You can’t rent a car without a card. You can’t easily get a plane ticket without a credit card. You pretty much can’t get a hotel room without a credit card, as they want to have something on hand in case you decide to become a rock star overnight and trash the room or do things like order movies.

Once you’ve gained control of your spending, you might even figure out ways to use your credit cards if they build up points or cash, then pay off the entire balance whenever you get the bill. That way, you actually start earning things while still staying out of debt.

Finally, a warning about something that caught me off guard, but that I was able to rectify. We had paid off one of my wife’s credit cards, and the next month she still got a bill for the interest amount that supposedly had generated from the time the bill went out until the time the card was paid off. I had her call the credit card company up, then I got on the phone and ranted until they removed it.

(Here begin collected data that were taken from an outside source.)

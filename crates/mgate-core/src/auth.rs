use std::collections::{HashMap, HashSet};
use std::sync::Arc;

use arc_swap::ArcSwap;
use http::HeaderMap;
use mgate_storage::AuthRows;
use time::OffsetDateTime;

use crate::error::RelayError;

/// Resolved identity of one request, carried through the pipeline.
#[derive(Debug, Clone)]
pub struct AuthContext {
    pub token_id: i64,
    pub user_id: i64,
    pub shared_quota: bool,
    pub unlimited_quota: bool,
    pub groups: HashSet<String>,
    pub allowed_models: Option<HashSet<String>>,
}

impl AuthContext {
    pub fn may_use_model(&self, model: &str) -> bool {
        match &self.allowed_models {
            Some(allowed) => allowed.contains(model),
            None => true,
        }
    }
}

#[derive(Debug, Clone)]
struct TokenEntry {
    id: i64,
    user_id: i64,
    shared_quota: bool,
    unlimited_quota: bool,
    groups: HashSet<String>,
    allowed_models: Option<HashSet<String>>,
    expires_at: Option<OffsetDateTime>,
    enabled: bool,
}

#[derive(Debug, Clone)]
struct UserEntry {
    group: String,
    enabled: bool,
}

#[derive(Debug, Default)]
pub struct AuthSnapshot {
    tokens_by_secret: HashMap<String, TokenEntry>,
    users_by_id: HashMap<i64, UserEntry>,
}

impl AuthSnapshot {
    pub fn from_rows(rows: &AuthRows) -> Self {
        let mut tokens_by_secret = HashMap::with_capacity(rows.tokens.len());
        for token in &rows.tokens {
            let allowed_models = token.allowed_models.as_ref().and_then(|value| {
                value.as_array().map(|models| {
                    models
                        .iter()
                        .filter_map(|model| model.as_str().map(|m| m.to_string()))
                        .collect::<HashSet<_>>()
                })
            });
            tokens_by_secret.insert(
                token.secret.clone(),
                TokenEntry {
                    id: token.id,
                    user_id: token.user_id,
                    shared_quota: token.shared_quota,
                    unlimited_quota: token.unlimited_quota,
                    groups: token
                        .token_groups
                        .split(',')
                        .map(|group| group.trim().to_string())
                        .filter(|group| !group.is_empty())
                        .collect(),
                    allowed_models,
                    expires_at: token.expires_at,
                    enabled: token.enabled,
                },
            );
        }
        let users_by_id = rows
            .users
            .iter()
            .map(|user| {
                (
                    user.id,
                    UserEntry {
                        group: user.user_group.clone(),
                        enabled: user.enabled,
                    },
                )
            })
            .collect();
        Self {
            tokens_by_secret,
            users_by_id,
        }
    }
}

/// Read-mostly token authenticator; writers publish whole snapshots.
#[derive(Debug)]
pub struct TokenAuth {
    snapshot: ArcSwap<AuthSnapshot>,
}

impl TokenAuth {
    pub fn new(snapshot: AuthSnapshot) -> Self {
        Self {
            snapshot: ArcSwap::from_pointee(snapshot),
        }
    }

    pub fn replace_snapshot(&self, snapshot: AuthSnapshot) {
        self.snapshot.store(Arc::new(snapshot));
    }

    /// A request may proceed only when the token is enabled, unexpired, and
    /// owned by an enabled user. Quota is checked later by the pre-charge,
    /// not here.
    pub fn authenticate(&self, headers: &HeaderMap) -> Result<AuthContext, RelayError> {
        let secret = extract_secret(headers)
            .ok_or_else(|| RelayError::unauthorized("missing api key"))?;

        let snapshot = self.snapshot.load();
        let token = snapshot
            .tokens_by_secret
            .get(secret.as_str())
            .ok_or_else(|| RelayError::unauthorized("invalid api key"))?;

        if !token.enabled {
            return Err(RelayError::unauthorized("api key disabled"));
        }
        if let Some(expires_at) = token.expires_at
            && expires_at <= OffsetDateTime::now_utc()
        {
            return Err(RelayError::unauthorized("api key expired"));
        }

        let user = snapshot
            .users_by_id
            .get(&token.user_id)
            .ok_or_else(|| RelayError::unauthorized("user not found"))?;
        if !user.enabled {
            return Err(RelayError::unauthorized("user disabled"));
        }

        // The user's group always participates; token groups narrow within it.
        let mut groups = token.groups.clone();
        groups.insert(user.group.clone());

        Ok(AuthContext {
            token_id: token.id,
            user_id: token.user_id,
            shared_quota: token.shared_quota,
            unlimited_quota: token.unlimited_quota,
            groups,
            allowed_models: token.allowed_models.clone(),
        })
    }
}

/// Accepts `Authorization: Bearer sk-…` everywhere, plus the native header
/// conventions of the Anthropic (`x-api-key`) and Gemini (`x-goog-api-key`)
/// dialect endpoints.
fn extract_secret(headers: &HeaderMap) -> Option<String> {
    for name in ["x-api-key", "x-goog-api-key"] {
        if let Some(value) = header_value(headers, name) {
            return Some(strip_prefix(&value));
        }
    }
    let auth = header_value(headers, "authorization")?;
    let auth = auth.trim();
    let token = auth
        .strip_prefix("Bearer ")
        .or_else(|| auth.strip_prefix("bearer "))?;
    Some(strip_prefix(token.trim()))
}

fn strip_prefix(secret: &str) -> String {
    secret.strip_prefix("sk-").unwrap_or(secret).to_string()
}

fn header_value(headers: &HeaderMap, name: &str) -> Option<String> {
    headers
        .get(name)
        .and_then(|value| value.to_str().ok())
        .map(|value| value.to_string())
}
//! Codec dispatch: the closed set of inbound dialects and upstream wire
//! protocols, with one entry point per codec operation. No trait objects;
//! the variants are explicit and finite, and each stream parser owns its
//! per-connection state bag.

use mgate_common::Usage;
use mgate_protocol::sse::SseFrame;

use crate::canonical::{CanonicalResponse, ChatRequest, StreamDelta};
use crate::{claude, gemini, misc, openai_chat, openai_responses};

#[derive(Debug, thiserror::Error)]
pub enum DialectError {
    #[error("decode error: {0}")]
    Decode(String),
    #[error("encode error: {0}")]
    Encode(String),
    #[error("unsupported: {0}")]
    Unsupported(String),
}

/// The dialect the client spoke on the inbound request.
#[derive(Debug, Clone, Copy, PartialEq, Eq, Hash)]
pub enum Dialect {
    OpenAiChat,
    OpenAiCompletions,
    OpenAiEmbeddings,
    OpenAiImages,
    OpenAiAudioSpeech,
    OpenAiAudioTranscription,
    OpenAiAudioTranslation,
    OpenAiResponses,
    ClaudeMessages,
    GeminiGenerate,
}

impl Dialect {
    pub fn as_str(&self) -> &'static str {
        match self {
            Dialect::OpenAiChat => "openai.chat",
            Dialect::OpenAiCompletions => "openai.completions",
            Dialect::OpenAiEmbeddings => "openai.embeddings",
            Dialect::OpenAiImages => "openai.images",
            Dialect::OpenAiAudioSpeech => "openai.audio_speech",
            Dialect::OpenAiAudioTranscription => "openai.audio_transcription",
            Dialect::OpenAiAudioTranslation => "openai.audio_translation",
            Dialect::OpenAiResponses => "openai.responses",
            Dialect::ClaudeMessages => "claude.messages",
            Dialect::GeminiGenerate => "gemini.generate",
        }
    }

    /// Dialects that run through the canonical chat pipeline; the rest are
    /// relayed as model-rewritten passthrough.
    pub fn is_chat(&self) -> bool {
        matches!(
            self,
            Dialect::OpenAiChat
                | Dialect::OpenAiResponses
                | Dialect::ClaudeMessages
                | Dialect::GeminiGenerate
        )
    }
}

/// The wire protocol spoken with an upstream channel for chat traffic.
#[derive(Debug, Clone, Copy, PartialEq, Eq, Hash)]
pub enum Proto {
    OpenAiChat,
    OpenAiResponses,
    Claude,
    Gemini,
}

/// A decoded inbound request, either canonical chat or an opaque non-chat
/// payload that is relayed with only the model rewritten.
#[derive(Debug, Clone)]
pub enum RequestPayload {
    Chat(ChatRequest),
    Passthrough {
        dialect: Dialect,
        model: String,
        stream: bool,
        body: serde_json::Value,
    },
    /// Multipart and other opaque bodies (audio uploads): forwarded verbatim.
    Opaque {
        dialect: Dialect,
        model: String,
        content_type: String,
        body: bytes::Bytes,
    },
}

impl RequestPayload {
    pub fn model(&self) -> &str {
        match self {
            RequestPayload::Chat(req) => &req.model,
            RequestPayload::Passthrough { model, .. } => model,
            RequestPayload::Opaque { model, .. } => model,
        }
    }

    pub fn stream(&self) -> bool {
        match self {
            RequestPayload::Chat(req) => req.stream,
            RequestPayload::Passthrough { stream, .. } => *stream,
            RequestPayload::Opaque { .. } => false,
        }
    }
}

/// Decode an inbound body in the given dialect. `path_model` carries the
/// model for dialects that put it in the URL (Gemini).
pub fn decode_request(
    dialect: Dialect,
    body: &[u8],
    path_model: Option<&str>,
    stream_hint: bool,
) -> Result<RequestPayload, DialectError> {
    match dialect {
        Dialect::OpenAiChat => openai_chat::decode_request(body).map(RequestPayload::Chat),
        Dialect::OpenAiResponses => {
            openai_responses::decode_request(body).map(RequestPayload::Chat)
        }
        Dialect::ClaudeMessages => claude::decode_request(body).map(RequestPayload::Chat),
        Dialect::GeminiGenerate => {
            let model = path_model
                .ok_or_else(|| DialectError::Decode("missing model in path".to_string()))?;
            gemini::decode_request(body, model, stream_hint).map(RequestPayload::Chat)
        }
        Dialect::OpenAiCompletions
        | Dialect::OpenAiEmbeddings
        | Dialect::OpenAiImages
        | Dialect::OpenAiAudioSpeech => misc::decode_passthrough(dialect, body),
        Dialect::OpenAiAudioTranscription | Dialect::OpenAiAudioTranslation => Err(
            DialectError::Unsupported("multipart bodies decode via RequestPayload::Opaque".into()),
        ),
    }
}

/// The upstream body plus the protocol-relative path for one chat attempt.
/// The transport layer composes the final URL from the channel base.
#[derive(Debug, Clone)]
pub struct UpstreamPlan {
    pub path: &'static str,
    pub body: Vec<u8>,
    pub is_stream: bool,
}

pub fn build_upstream_payload(
    proto: Proto,
    req: &ChatRequest,
    upstream_model: &str,
) -> Result<UpstreamPlan, DialectError> {
    let (path, body) = match proto {
        Proto::OpenAiChat => (
            "/v1/chat/completions",
            openai_chat::build_body(req, upstream_model)?,
        ),
        Proto::OpenAiResponses => (
            "/v1/responses",
            openai_responses::build_body(req, upstream_model)?,
        ),
        Proto::Claude => ("/v1/messages", claude::build_body(req, upstream_model)?),
        // The Gemini path embeds the model and action; the transport patches
        // the placeholders from the channel + stream flag.
        Proto::Gemini => ("/v1beta/models/{model}:{action}", gemini::build_body(req)?),
    };
    Ok(UpstreamPlan {
        path,
        body,
        is_stream: req.stream,
    })
}

pub fn parse_buffered_response(
    proto: Proto,
    body: &[u8],
) -> Result<CanonicalResponse, DialectError> {
    match proto {
        Proto::OpenAiChat => openai_chat::parse_response(body),
        Proto::OpenAiResponses => openai_responses::parse_response(body),
        Proto::Claude => claude::parse_response(body),
        Proto::Gemini => gemini::parse_response(body),
    }
}

/// Per-connection stream parser for one upstream protocol.
pub enum StreamParser {
    OpenAiChat(openai_chat::StreamState),
    OpenAiResponses(openai_responses::StreamState),
    Claude(claude::StreamState),
    Gemini(gemini::StreamState),
}

pub fn stream_parser_for(proto: Proto) -> StreamParser {
    match proto {
        Proto::OpenAiChat => StreamParser::OpenAiChat(openai_chat::StreamState),
        Proto::OpenAiResponses => {
            StreamParser::OpenAiResponses(openai_responses::StreamState::default())
        }
        Proto::Claude => StreamParser::Claude(claude::StreamState::default()),
        Proto::Gemini => StreamParser::Gemini(gemini::StreamState::default()),
    }
}

impl StreamParser {
    pub fn push_frame(&mut self, frame: &SseFrame) -> Result<Vec<StreamDelta>, DialectError> {
        match self {
            StreamParser::OpenAiChat(state) => openai_chat::parse_stream_event(frame, state),
            StreamParser::OpenAiResponses(state) => {
                openai_responses::parse_stream_event(frame, state)
            }
            StreamParser::Claude(state) => claude::parse_stream_event(frame, state),
            StreamParser::Gemini(state) => gemini::parse_stream_event(frame, state),
        }
    }
}

/// Client-side emitter for one inbound dialect.
pub enum Emitter {
    OpenAiChat(openai_chat::EmitState),
    OpenAiResponses(openai_responses::EmitState),
    Claude(claude::EmitState),
    Gemini(gemini::EmitState),
}

pub fn emitter_for(dialect: Dialect, model: &str, created: i64) -> Result<Emitter, DialectError> {
    match dialect {
        Dialect::OpenAiChat | Dialect::OpenAiCompletions => {
            Ok(Emitter::OpenAiChat(openai_chat::EmitState::new(model, created)))
        }
        Dialect::OpenAiResponses => Ok(Emitter::OpenAiResponses(
            openai_responses::EmitState::new(model, created),
        )),
        Dialect::ClaudeMessages => Ok(Emitter::Claude(claude::EmitState::new(model))),
        Dialect::GeminiGenerate => Ok(Emitter::Gemini(gemini::EmitState::new())),
        other => Err(DialectError::Unsupported(format!(
            "no stream emitter for {}",
            other.as_str()
        ))),
    }
}

impl Emitter {
    pub fn emit(&mut self, delta: &StreamDelta) -> Vec<SseFrame> {
        match self {
            Emitter::OpenAiChat(state) => openai_chat::emit_stream_delta(delta, state),
            Emitter::OpenAiResponses(state) => openai_responses::emit_stream_delta(delta, state),
            Emitter::Claude(state) => claude::emit_stream_delta(delta, state),
            Emitter::Gemini(state) => gemini::emit_stream_delta(delta, state),
        }
    }

    /// Terminal frames when the upstream ended without its own terminator.
    pub fn tail(&mut self) -> Vec<SseFrame> {
        match self {
            Emitter::OpenAiChat(state) => openai_chat::emit_stream_tail(state),
            Emitter::OpenAiResponses(state) => openai_responses::emit_stream_tail(state),
            Emitter::Claude(state) => claude::emit_stream_tail(state),
            Emitter::Gemini(state) => gemini::emit_stream_tail(state),
        }
    }

    pub fn content_type(&self) -> &'static str {
        "text/event-stream"
    }
}

pub fn emit_buffered_response(
    dialect: Dialect,
    resp: &CanonicalResponse,
    model: &str,
    created: i64,
) -> Result<Vec<u8>, DialectError> {
    match dialect {
        Dialect::OpenAiChat => openai_chat::emit_buffered(resp, model, created),
        Dialect::OpenAiResponses => openai_responses::emit_buffered(resp, model, created),
        Dialect::ClaudeMessages => claude::emit_buffered(resp, model),
        Dialect::GeminiGenerate => gemini::emit_buffered(resp),
        other => Err(DialectError::Unsupported(format!(
            "no buffered emitter for {}",
            other.as_str()
        ))),
    }
}

/// Extract reported usage from a passthrough (non-chat) response body.
pub fn passthrough_usage(dialect: Dialect, body: &[u8]) -> Option<Usage> {
    misc::extract_usage(dialect, body)
}

#[cfg(test)]
mod tests {
    use super::*;

    #[test]
    fn cross_dialect_stream_translation() {
        // A Claude upstream stream re-emitted as OpenAI chunks. Aggregated
        // output text must equal the concatenation of the text deltas.
        let upstream = [
            r#"{"type":"message_start","message":{"id":"m","role":"assistant","model":"claude-3","content":[],"usage":{"input_tokens":4}}}"#,
            r#"{"type":"content_block_start","index":0,"content_block":{"type":"text","text":""}}"#,
            r#"{"type":"content_block_delta","index":0,"delta":{"type":"text_delta","text":"A"}}"#,
            r#"{"type":"content_block_delta","index":0,"delta":{"type":"text_delta","text":"B"}}"#,
            r#"{"type":"content_block_stop","index":0}"#,
            r#"{"type":"message_delta","delta":{"stop_reason":"end_turn"},"usage":{"output_tokens":2}}"#,
            r#"{"type":"message_stop"}"#,
        ];

        let mut parser = stream_parser_for(Proto::Claude);
        let mut emitter = emitter_for(Dialect::OpenAiChat, "claude-3", 1).unwrap();
        let mut client_frames = Vec::new();
        for data in upstream {
            for delta in parser.push_frame(&SseFrame::data(data)).unwrap() {
                client_frames.extend(emitter.emit(&delta));
            }
        }

        // The client sees OpenAI chunks; re-aggregate them.
        let mut reparse = stream_parser_for(Proto::OpenAiChat);
        let mut agg = crate::canonical::Aggregator::new();
        for frame in &client_frames {
            for delta in reparse.push_frame(frame).unwrap() {
                agg.push(&delta);
            }
        }
        let resp = agg.finish();
        assert_eq!(resp.text(), "AB");
        assert!(agg.saw_done());
        let usage = resp.usage.unwrap();
        assert_eq!((usage.prompt_tokens, usage.completion_tokens), (4, 2));
    }

    #[test]
    fn chat_plan_paths() {
        let req = ChatRequest {
            model: "m".to_string(),
            stream: true,
            messages: vec![crate::canonical::InboundMessage::text("user", "hi")],
            ..ChatRequest::default()
        };
        let plan = build_upstream_payload(Proto::OpenAiChat, &req, "m").unwrap();
        assert_eq!(plan.path, "/v1/chat/completions");
        assert!(plan.is_stream);
        let plan = build_upstream_payload(Proto::Claude, &req, "m").unwrap();
        assert_eq!(plan.path, "/v1/messages");
    }
}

That’s another one of those sneaky, underhanded things these banks and credit card issuers will do to try to get you, and it’ll try to keep you perpetual debt, even if it’s only pennies. The same goes for phone bills, wireless bills, and many times retail store bills. To be smart, you should call them up when you’re ready to pay off a bill entirely and request they send you a letter either proving you’ve canceled the card or acknowledging that there’s no further balance.

Debt is scary and can be paralyzing. Having a plan to attack it puts you back in control of your finances and your life.